* _TASK DETAILS_: Reproduce, exactly, the lines of the material below from the line containing "return HandoffOutcome::NoTool;" through the line containing "directory missing, skipping", with both end lines included and nothing else.
▬▬▬▬▬▬
//! Hand the finished bundle to an external analysis tool.
//!
//! Known tool names are probed on `PATH` in order; the first one found is
//! run as `<tool> --incident <bundle path>`. Probe results and the tool's
//! output land in `logs/handoff.log`.

use ed_bundle::Incident;
use std::ffi::OsStr;
use std::fmt::Write as _;
use std::fs;
use std::path::PathBuf;
use tracing::{debug, info, warn};

use crate::capture::tool_runner::ToolRunner;

/// Log written by a real handoff.
pub const HANDOFF_LOG_NAME: &str = "handoff";

/// Flag passing the bundle directory to the tool.
pub const INCIDENT_FLAG: &str = "--incident";

/// What the handoff did.
#[derive(Debug, Clone, PartialEq, Eq)]
pub enum HandoffOutcome {
    /// None of the tools is on PATH.
    NoTool,
    /// The bundle directory is missing, so there is nothing to hand over.
    NoBundle,
    /// Dry run: the tool that would have been started.
    Planned { tool: String, path: PathBuf },
    /// The tool ran to completion (or timed out).
    Ran {
        tool: String,
        path: PathBuf,
        exit_code: Option<i32>,
        success: bool,
    },
    /// The tool was found but could not be started.
    SpawnFailed { tool: String, error: String },
}

/// Locate an executable named `name` in a `PATH`-style list.
///
/// Resolution (executable bit, `PATHEXT` on Windows) is delegated to `which`.
pub fn find_in_path(name: &str, path_var: &OsStr) -> Option<PathBuf> {
    let cwd = std::env::current_dir().unwrap_or_default();
    match which::which_in(name, Some(path_var), cwd) {
        Ok(path) => Some(path),
        Err(e) => {
            debug!(tool = name, error = %e, "tool not found on PATH");
            None
        }
    }
}

/// Hand the bundle to the first of `tools` found on the process `PATH`.
pub fn handoff(
    incident: &Incident,
    tools: &[String],
    runner: &ToolRunner,
    dry_run: bool,
) -> HandoffOutcome {
    let path_var = std::env::var_os("PATH").unwrap_or_default();
    handoff_with_path(incident, tools, runner, dry_run, &path_var)
}

/// [`handoff`] against an explicit search path.
pub fn handoff_with_path(
    incident: &Incident,
    tools: &[String],
    runner: &ToolRunner,
    dry_run: bool,
    path_var: &OsStr,
) -> HandoffOutcome {
    let mut log = String::new();
    let mut chosen = None;
    for tool in tools {
        match find_in_path(tool, path_var) {
            Some(path) => {
                let _ = writeln!(log, "probe {}: {}", tool, path.display());
                chosen = Some((tool.clone(), path));
                break;
            }
            None => {
                let _ = writeln!(log, "probe {}: not found", tool);
            }
        }
    }

    let Some((tool, path)) = chosen else {
        info!(tools = ?tools, "No analysis tool on PATH, skipping handoff");
        if !dry_run {
            let _ = writeln!(log, "no analysis tool found");
            write_log(incident, &log);
        }
        return HandoffOutcome::NoTool;
    };

    if dry_run {
        info!(
            tool = %tool,
            path = %path.display(),
            incident = %incident.path.display(),
            "[dry-run] would hand off incident"
        );
        return HandoffOutcome::Planned { tool, path };
    }

    if !incident.path.is_dir() {
        warn!(path = %incident.path.display(), "bundle directory missing, skipping handoff");
        return HandoffOutcome::NoBundle;
    }

    info!(tool = %tool, incident = %incident.path.display(), "Handing off incident");
    let program = path.to_string_lossy().into_owned();
    let bundle = incident.path.to_string_lossy().into_owned();
    let outcome = match runner.run_tool(&program, &[INCIDENT_FLAG, &bundle]) {
        Ok(out) => {
            let _ = writeln!(
                log,
                "ran: {} {} {}\nexit code: {}{}",
                program,
                INCIDENT_FLAG,
                bundle,
                out.exit_code
                    .map(|c| c.to_string())
                    .unwrap_or_else(|| "none".to_string()),
                if out.timed_out { " (timed out)" } else { "" }
            );
            let text = out.combined_str();
            if !text.is_empty() {
                let _ = writeln!(log, "--- output ---\n{}", text.trim_end());
            }
            if !out.success() {
                warn!(tool = %tool, exit_code = ?out.exit_code, "analysis tool failed");
            }
            HandoffOutcome::Ran {
                tool,
                path,
                exit_code: out.exit_code,
                success: out.success(),
            }
        }
        Err(e) => {
            warn!(tool = %tool, error = %e, "analysis tool did not start");
            let _ = writeln!(log, "spawn failed: {}", e);
            HandoffOutcome::SpawnFailed {
                tool,
                error: e.to_string(),
            }
        }
    };

    write_log(incident, &log);
    outcome
}

fn write_log(incident: &Incident, text: &str) {
    let path = incident.log_file(HANDOFF_LOG_NAME);
    if let Err(e) = fs::write(&path, text.as_bytes()) {
        warn!(path = %path.display(), error = %e, "failed to write handoff log");
    }
}
//! Connection lifecycle
//!
//! - `handle`: immutable snapshot of links plus the topology they were built from
//! - `manager`: shared owner of the current handle, with coalesced reconnect

pub mod handle;
pub mod manager;

pub use handle::ConnectionHandle;
pub use manager::{ConnectionManager, ConnectionState, ManagerSettings};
▬▬▬▬▬▬
* _OUTPUT FOR THIS TASK_:
        return HandoffOutcome::NoTool;
    };

    if dry_run {
        info!(
            tool = %tool,
            path = %path.display(),
            incident = %incident.path.display(),
            "[dry-run] would hand off incident"
        );
        return HandoffOutcome::Planned { tool, path };
    }

    if !incident.path.is_dir() {
        warn!(path = %incident.path.display(), "bundle directory missing, skipping handoff");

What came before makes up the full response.